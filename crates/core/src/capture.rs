use crate::error::{CaptureError, CaptureErrorKind};
use crate::generic_types::{
    CaptureSessionId, RecognitionRequest, RecognizerEvent, RecognizerEventKind,
};
use crate::language::Locale;
use crate::speech_api::SpeechRecognizer;

#[derive(Debug, Clone, Copy, PartialEq, Eq)]
pub enum CaptureState {
    Idle,
    Active(CaptureSessionId),
    /// The engine is missing; capture stays off for the rest of the session.
    Disabled,
}

/// What the controller hears back from the adapter.
#[derive(Debug, Clone, PartialEq, Eq)]
pub enum CaptureUpdate {
    Interim(String),
    /// The single final transcript of a capture session. The adapter is idle again.
    Final(String),
    /// The engine ended the session without a final transcript.
    Ended,
    Failed(CaptureErrorKind),
}

/// Wraps a [`SpeechRecognizer`] so the controller sees one capture session at a
/// time, one final transcript per session, and a fixed error taxonomy.
pub struct CaptureAdapter<R: SpeechRecognizer> {
    engine: R,
    state: CaptureState,
    last_session: CaptureSessionId,
}

impl<R: SpeechRecognizer> CaptureAdapter<R> {
    pub fn new(engine: R) -> Self {
        Self {
            engine,
            state: CaptureState::Idle,
            last_session: CaptureSessionId(0),
        }
    }

    pub fn state(&self) -> CaptureState {
        self.state
    }

    pub fn is_listening(&self) -> bool {
        matches!(self.state, CaptureState::Active(_))
    }

    pub fn engine(&self) -> &R {
        &self.engine
    }

    /// Starts a capture session in the given language.
    ///
    /// Returns `Ok(false)` when a session is already running.
    pub fn start(&mut self, language: &str) -> Result<bool, CaptureError> {
        match self.state {
            CaptureState::Disabled => return Err(CaptureError::EngineUnavailable),
            CaptureState::Active(session) => {
                tracing::debug!("Capture session {} already active; ignoring start", session);
                return Ok(false);
            }
            CaptureState::Idle => {}
        }

        if !self.engine.is_available() {
            tracing::warn!("Speech recognition engine unavailable; disabling capture");
            self.state = CaptureState::Disabled;
            return Err(CaptureError::EngineUnavailable);
        }

        let session = self.last_session.next();
        self.last_session = session;
        let request = RecognitionRequest {
            session,
            locale_tag: Locale::resolve(language).speech_tag().to_string(),
            continuous: true,
            interim_results: true,
        };
        tracing::debug!("Starting capture session {} ({})", session, request.locale_tag);

        match self.engine.start(request) {
            Ok(()) => {
                self.state = CaptureState::Active(session);
                Ok(true)
            }
            Err(code) => {
                let kind = CaptureErrorKind::from_engine_code(&code);
                tracing::warn!("Recognizer refused to start: {} ({})", code, kind);
                self.state = CaptureState::Idle;
                Err(CaptureError::Failed(kind))
            }
        }
    }

    /// Abandons the current session without producing a final transcript.
    pub fn stop(&mut self) -> bool {
        if let CaptureState::Active(session) = self.state {
            tracing::debug!("Aborting capture session {}", session);
            self.engine.abort();
            self.state = CaptureState::Idle;
            true
        } else {
            false
        }
    }

    pub fn handle_event(&mut self, event: RecognizerEvent) -> Option<CaptureUpdate> {
        let CaptureState::Active(active) = self.state else {
            tracing::debug!("Dropping recognizer event for inactive session {}", event.session);
            return None;
        };
        if event.session != active {
            tracing::debug!(
                "Dropping recognizer event for stale session {} (active {})",
                event.session,
                active
            );
            return None;
        }

        match event.kind {
            RecognizerEventKind::Transcript { text, is_final: false } => {
                Some(CaptureUpdate::Interim(text))
            }
            RecognizerEventKind::Transcript { text, is_final: true } => {
                self.state = CaptureState::Idle;
                self.engine.stop();
                Some(CaptureUpdate::Final(text.trim().to_string()))
            }
            RecognizerEventKind::Error { code } => {
                let kind = CaptureErrorKind::from_engine_code(&code);
                tracing::warn!("Recognizer error in session {}: {} ({})", active, code, kind);
                self.state = CaptureState::Idle;
                self.engine.abort();
                Some(CaptureUpdate::Failed(kind))
            }
            RecognizerEventKind::End => {
                self.state = CaptureState::Idle;
                Some(CaptureUpdate::Ended)
            }
        }
    }
}

#[cfg(test)]
mod tests {
    use super::*;
    use crate::speech_api::MockSpeechRecognizer;

    fn transcript(session: u64, text: &str, is_final: bool) -> RecognizerEvent {
        RecognizerEvent {
            session: CaptureSessionId(session),
            kind: RecognizerEventKind::Transcript {
                text: text.to_string(),
                is_final,
            },
        }
    }

    fn available_engine() -> MockSpeechRecognizer {
        let mut engine = MockSpeechRecognizer::new();
        engine.expect_is_available().return_const(true);
        engine
    }

    #[test]
    fn start_sets_locale_from_language_code() {
        let mut engine = available_engine();
        engine
            .expect_start()
            .withf(|req| req.locale_tag == "hi-IN" && req.continuous && req.interim_results)
            .times(1)
            .returning(|_| Ok(()));

        let mut capture = CaptureAdapter::new(engine);
        assert_eq!(capture.start("hi"), Ok(true));
        assert_eq!(capture.state(), CaptureState::Active(CaptureSessionId(1)));
    }

    #[test]
    fn unknown_language_falls_back_to_default_tag() {
        let mut engine = available_engine();
        engine
            .expect_start()
            .withf(|req| req.locale_tag == "en-US")
            .times(1)
            .returning(|_| Ok(()));

        let mut capture = CaptureAdapter::new(engine);
        assert_eq!(capture.start("zz"), Ok(true));
    }

    #[test]
    fn second_start_is_a_no_op() {
        let mut engine = available_engine();
        engine.expect_start().times(1).returning(|_| Ok(()));

        let mut capture = CaptureAdapter::new(engine);
        assert_eq!(capture.start("en"), Ok(true));
        assert_eq!(capture.start("en"), Ok(false));
    }

    #[test]
    fn unavailable_engine_disables_capture() {
        let mut engine = MockSpeechRecognizer::new();
        engine.expect_is_available().times(1).return_const(false);
        engine.expect_start().never();

        let mut capture = CaptureAdapter::new(engine);
        assert_eq!(capture.start("en"), Err(CaptureError::EngineUnavailable));
        assert_eq!(capture.state(), CaptureState::Disabled);
        assert_eq!(capture.start("en"), Err(CaptureError::EngineUnavailable));
    }

    #[test]
    fn start_failure_is_mapped() {
        let mut engine = available_engine();
        engine
            .expect_start()
            .returning(|_| Err("not-allowed".to_string()));

        let mut capture = CaptureAdapter::new(engine);
        assert_eq!(
            capture.start("en"),
            Err(CaptureError::Failed(CaptureErrorKind::DeviceDenied))
        );
        assert_eq!(capture.state(), CaptureState::Idle);
    }

    #[test]
    fn emits_interims_then_exactly_one_final() {
        let mut engine = available_engine();
        engine.expect_start().returning(|_| Ok(()));
        engine.expect_stop().times(1).return_const(());

        let mut capture = CaptureAdapter::new(engine);
        capture.start("en").unwrap();

        assert_eq!(
            capture.handle_event(transcript(1, "what is", false)),
            Some(CaptureUpdate::Interim("what is".into()))
        );
        assert_eq!(
            capture.handle_event(transcript(1, " what is light ", true)),
            Some(CaptureUpdate::Final("what is light".into()))
        );
        assert!(!capture.is_listening());
        assert_eq!(capture.handle_event(transcript(1, "more", true)), None);
    }

    #[test]
    fn stop_suppresses_the_final_result() {
        let mut engine = available_engine();
        engine.expect_start().returning(|_| Ok(()));
        engine.expect_abort().times(1).return_const(());

        let mut capture = CaptureAdapter::new(engine);
        capture.start("en").unwrap();
        assert!(capture.stop());
        assert!(!capture.stop());
        assert_eq!(capture.handle_event(transcript(1, "late", true)), None);
    }

    #[test]
    fn events_from_an_old_session_are_ignored() {
        let mut engine = available_engine();
        engine.expect_start().times(2).returning(|_| Ok(()));
        engine.expect_abort().return_const(());

        let mut capture = CaptureAdapter::new(engine);
        capture.start("en").unwrap();
        capture.stop();
        capture.start("en").unwrap();

        assert_eq!(capture.handle_event(transcript(1, "old", true)), None);
        assert_eq!(
            capture.handle_event(transcript(2, "new", false)),
            Some(CaptureUpdate::Interim("new".into()))
        );
    }

    #[test]
    fn engine_error_returns_to_idle_with_kind() {
        let mut engine = available_engine();
        engine.expect_start().returning(|_| Ok(()));
        engine.expect_abort().return_const(());

        let mut capture = CaptureAdapter::new(engine);
        capture.start("en").unwrap();
        let update = capture.handle_event(RecognizerEvent {
            session: CaptureSessionId(1),
            kind: RecognizerEventKind::Error {
                code: "no-speech".into(),
            },
        });
        assert_eq!(update, Some(CaptureUpdate::Failed(CaptureErrorKind::NoInput)));
        assert_eq!(capture.state(), CaptureState::Idle);
    }

    #[test]
    fn end_without_final_reports_ended() {
        let mut engine = available_engine();
        engine.expect_start().returning(|_| Ok(()));

        let mut capture = CaptureAdapter::new(engine);
        capture.start("en").unwrap();
        let update = capture.handle_event(RecognizerEvent {
            session: CaptureSessionId(1),
            kind: RecognizerEventKind::End,
        });
        assert_eq!(update, Some(CaptureUpdate::Ended));
        assert!(!capture.is_listening());
    }
}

* * *

* _TASK OBJECTIVE_
Write down again the exact lines running from the beginning of the data to the line containing "#[derive(Debug, Clone, Copy, PartialEq, Eq)]", with both ends included.

* _TASK ANSWER_
filename crates/core/src/capture.rs
use crate::error::{CaptureError, CaptureErrorKind};
use crate::generic_types::{
    CaptureSessionId, RecognitionRequest, RecognizerEvent, RecognizerEventKind,
};
use crate::language::Locale;
use crate::speech_api::SpeechRecognizer;

#[derive(Debug, Clone, Copy, PartialEq, Eq)]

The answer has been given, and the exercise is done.